Work to complete>
Copy each line of the data that has "relaxed" in it.

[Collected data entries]

-*-

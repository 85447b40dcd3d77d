use std::collections::HashMap;
use std::sync::Arc;
use std::time::Duration;

use quotaguard_core::{Accounts, Clock, QuotaGuardError, Quotas, SharedStore, SystemClock};
use quotaguard_reservation::ReservationManager;
use quotaguard_types::{Account, AccountId, ChainKey, CorrelationId, Provider, QuotaInfo, Reservation, RouterConfig, Weights};
use tokio::sync::RwLock as AsyncRwLock;

use crate::hysteresis::{decide, RouterState};
use crate::scoring::{passes_basic_gate, score_candidate, CandidateFacts, ScoreBreakdown};

/// Caller-supplied parameters for one routing decision.
#[derive(Debug, Clone)]
pub struct RouteRequest {
    /// Correlation id threaded through the resulting reservation.
    pub correlation_id: CorrelationId,
    /// Estimated cost, as a percentage of budget, reserved against the winner.
    pub estimated_cost_pct: f64,
    /// Named weight policy to use, or `None` for `config.default_policy`.
    pub policy: Option<String>,
    /// TTL applied to the resulting reservation, or `None` for the manager's default.
    pub ttl: Option<Duration>,
}

/// Successful outcome of a routing decision.
#[derive(Debug, Clone)]
pub struct RouteDecision {
    /// Account selected for this request.
    pub account_id: AccountId,
    /// Reservation created against the selected account.
    pub reservation: Reservation,
    /// Per-component score breakdown behind the selection.
    pub score_breakdown: ScoreBreakdown,
    /// Human-readable reason for this specific decision.
    pub reason: &'static str,
}

/// Selects one candidate account per request, subject to thresholds,
/// hysteresis, and fallback chains, and issues a reservation for it.
pub struct Router {
    store: SharedStore,
    reservations: Arc<ReservationManager>,
    config: AsyncRwLock<RouterConfig>,
    state: std::sync::Mutex<RouterState>,
    reliability: std::sync::Mutex<HashMap<AccountId, f64>>,
    clock: Arc<dyn Clock>,
}

/// Exponential smoothing factor applied to the reliability tracker on each
/// recorded outcome; recent history dominates without forgetting instantly.
const RELIABILITY_EWMA_ALPHA: f64 = 0.2;

impl Router {
    /// Builds a Router over `store` and `reservations`, using the system clock.
    #[must_use]
    pub fn new(store: SharedStore, reservations: Arc<ReservationManager>, config: RouterConfig) -> Self {
        Self::with_clock(store, reservations, config, Arc::new(SystemClock))
    }

    /// Builds a Router with an injected `Clock`, for deterministic dwell/cooldown tests.
    #[must_use]
    pub fn with_clock(
        store: SharedStore,
        reservations: Arc<ReservationManager>,
        config: RouterConfig,
        clock: Arc<dyn Clock>,
    ) -> Self {
        Self {
            store,
            reservations,
            config: AsyncRwLock::new(config),
            state: std::sync::Mutex::new(RouterState::default()),
            reliability: std::sync::Mutex::new(HashMap::new()),
            clock,
        }
    }

    /// Replaces the hot-reloadable configuration after normalising and
    /// validating thresholds; rejects and keeps the prior config if the
    /// supplied weights are degenerate (all zero or negative).
    pub async fn update_config(&self, mut new_config: RouterConfig) -> Result<bool, QuotaGuardError> {
        let weights_sum = new_config.weights.safety
            + new_config.weights.refill
            + new_config.weights.tier
            + new_config.weights.reliability
            + new_config.weights.cost;
        if weights_sum <= 0.0 {
            return Err(QuotaGuardError::ConfigInvalid(
                "router weight vector must sum to a positive value".to_owned(),
            ));
        }
        if new_config.min_safe < 0.0 || new_config.min_safe > 100.0 {
            return Err(QuotaGuardError::ConfigInvalid(
                "min_safe must be within [0, 100]".to_owned(),
            ));
        }
        let changed = new_config.normalize_thresholds();
        *self.config.write().await = new_config;
        Ok(changed)
    }

    /// Current configuration snapshot, for callers that need to inspect
    /// thresholds without going through a routing decision.
    pub async fn config_snapshot(&self) -> RouterConfig {
        self.config.read().await.clone()
    }

    /// Records a fetch outcome for `account_id`, feeding the reliability
    /// component of future scoring via an exponential moving average.
    pub fn record_outcome(&self, account_id: &AccountId, success: bool) {
        let mut reliability = self.reliability.lock().expect("reliability mutex poisoned");
        let current = reliability.entry(account_id.clone()).or_insert(1.0);
        let sample = if success { 1.0 } else { 0.0 };
        *current = *current * (1.0 - RELIABILITY_EWMA_ALPHA) + sample * RELIABILITY_EWMA_ALPHA;
    }

    fn reliability_for(&self, account_id: &AccountId) -> f64 {
        self.reliability
            .lock()
            .expect("reliability mutex poisoned")
            .get(account_id)
            .copied()
            .unwrap_or(1.0)
    }

    fn weights_for(&self, config: &RouterConfig, policy: Option<&str>) -> Weights {
        let policy_name = policy.unwrap_or(&config.default_policy);
        config.policies.get(policy_name).copied().unwrap_or(config.weights)
    }

    fn to_facts(&self, account: &Account, quota: &QuotaInfo) -> CandidateFacts {
        CandidateFacts {
            account_id: account.id.clone(),
            priority: account.priority,
            tier: quota.tier.clone(),
            cost_coefficient: account.cost_coefficient,
            effective_remaining_with_virtual: quota.effective_remaining_with_virtual(),
            seconds_until_nearest_reset: quota.seconds_until_nearest_reset(self.clock.now()),
            reliability: self.reliability_for(&account.id),
            source: quota.source,
        }
    }

    fn resolve_chain(&self, current_account: &Account, config: &RouterConfig) -> Vec<AccountId> {
        let mut chain = config
            .fallback_chains
            .get(&ChainKey::Account(current_account.id.clone()))
            .cloned()
            .unwrap_or_default();
        if let Some(provider_chain) = config.fallback_chains.get(&ChainKey::Provider(current_account.provider.clone())) {
            for id in provider_chain {
                if !chain.contains(id) {
                    chain.push(id.clone());
                }
            }
        }
        chain
    }

    async fn build_candidates(&self, config: &RouterConfig) -> (Vec<CandidateFacts>, bool) {
        let now = self.clock.now();
        let accounts = Accounts::list(&*self.store).await;
        let by_id: HashMap<AccountId, Account> = accounts.into_iter().map(|a| (a.id.clone(), a)).collect();

        let mut quotas = HashMap::new();
        for account_id in by_id.keys() {
            if let Some(quota) = Quotas::get(&*self.store, account_id).await {
                quotas.insert(account_id.clone(), quota);
            }
        }

        let basic: Vec<CandidateFacts> = by_id
            .values()
            .filter_map(|account| {
                let quota = quotas.get(&account.id)?;
                passes_basic_gate(account, quota, config, now, true).then(|| self.to_facts(account, quota))
            })
            .collect();
        if !basic.is_empty() {
            return (basic, false);
        }

        let current_selection = self.state.lock().expect("router state mutex poisoned").current_selection.clone();
        if let Some(current_id) = &current_selection {
            if let Some(current_account) = by_id.get(current_id) {
                let chain = self.resolve_chain(current_account, config);
                let chained: Vec<CandidateFacts> = chain
                    .iter()
                    .filter_map(|id| by_id.get(id))
                    .filter_map(|account| {
                        let quota = quotas.get(&account.id)?;
                        passes_basic_gate(account, quota, config, now, false).then(|| self.to_facts(account, quota))
                    })
                    .collect();
                if !chained.is_empty() {
                    return (chained, false);
                }
            }
        }

        let relaxed: Vec<CandidateFacts> = by_id
            .values()
            .filter_map(|account| {
                let quota = quotas.get(&account.id)?;
                passes_basic_gate(account, quota, config, now, false).then(|| self.to_facts(account, quota))
            })
            .collect();
        (relaxed, true)
    }

    /// Runs one routing decision: builds the candidate set, applies scoring
    /// and hysteresis, and issues a reservation for the winner.
    pub async fn route(&self, request: RouteRequest) -> Result<RouteDecision, QuotaGuardError> {
        let config = self.config.read().await.clone();
        let (candidates, relaxed) = self.build_candidates(&config).await;
        if candidates.is_empty() {
            return Err(QuotaGuardError::no_suitable_account(
                "no enabled, unblocked account has a known quota snapshot",
            ));
        }

        let weights = self.weights_for(&config, request.policy.as_deref());
        let max_cost = candidates.iter().map(|c| c.cost_coefficient).fold(0.0_f64, f64::max);
        let scored: Vec<(CandidateFacts, ScoreBreakdown)> = candidates
            .into_iter()
            .map(|facts| {
                let score = score_candidate(&facts, &weights, max_cost);
                (facts, score)
            })
            .collect();

        let now = self.clock.now();
        let decision = {
            let mut state = self.state.lock().expect("router state mutex poisoned");
            let decision = decide(&scored, &state, &config, now)
                .ok_or_else(|| QuotaGuardError::no_suitable_account("candidate set became empty mid-decision"))?;
            if decision.switched {
                state.current_selection = Some(decision.account_id.clone());
                state.last_switch_at = Some(now);
                state.dwell_start = Some(now);
            }
            decision
        };

        let reason = if relaxed {
            "drain-to-zero: all candidates were below min_safe"
        } else {
            decision.reason
        };

        let reservation = self
            .reservations
            .reserve(&decision.account_id, request.estimated_cost_pct, request.ttl, request.correlation_id)
            .await;

        Ok(RouteDecision {
            account_id: decision.account_id,
            reservation,
            score_breakdown: decision.score,
            reason,
        })
    }
}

-*-

Exercise output>
        let relaxed: Vec<CandidateFacts> = by_id
        (relaxed, true)
        let (candidates, relaxed) = self.build_candidates(&config).await;
        let reason = if relaxed {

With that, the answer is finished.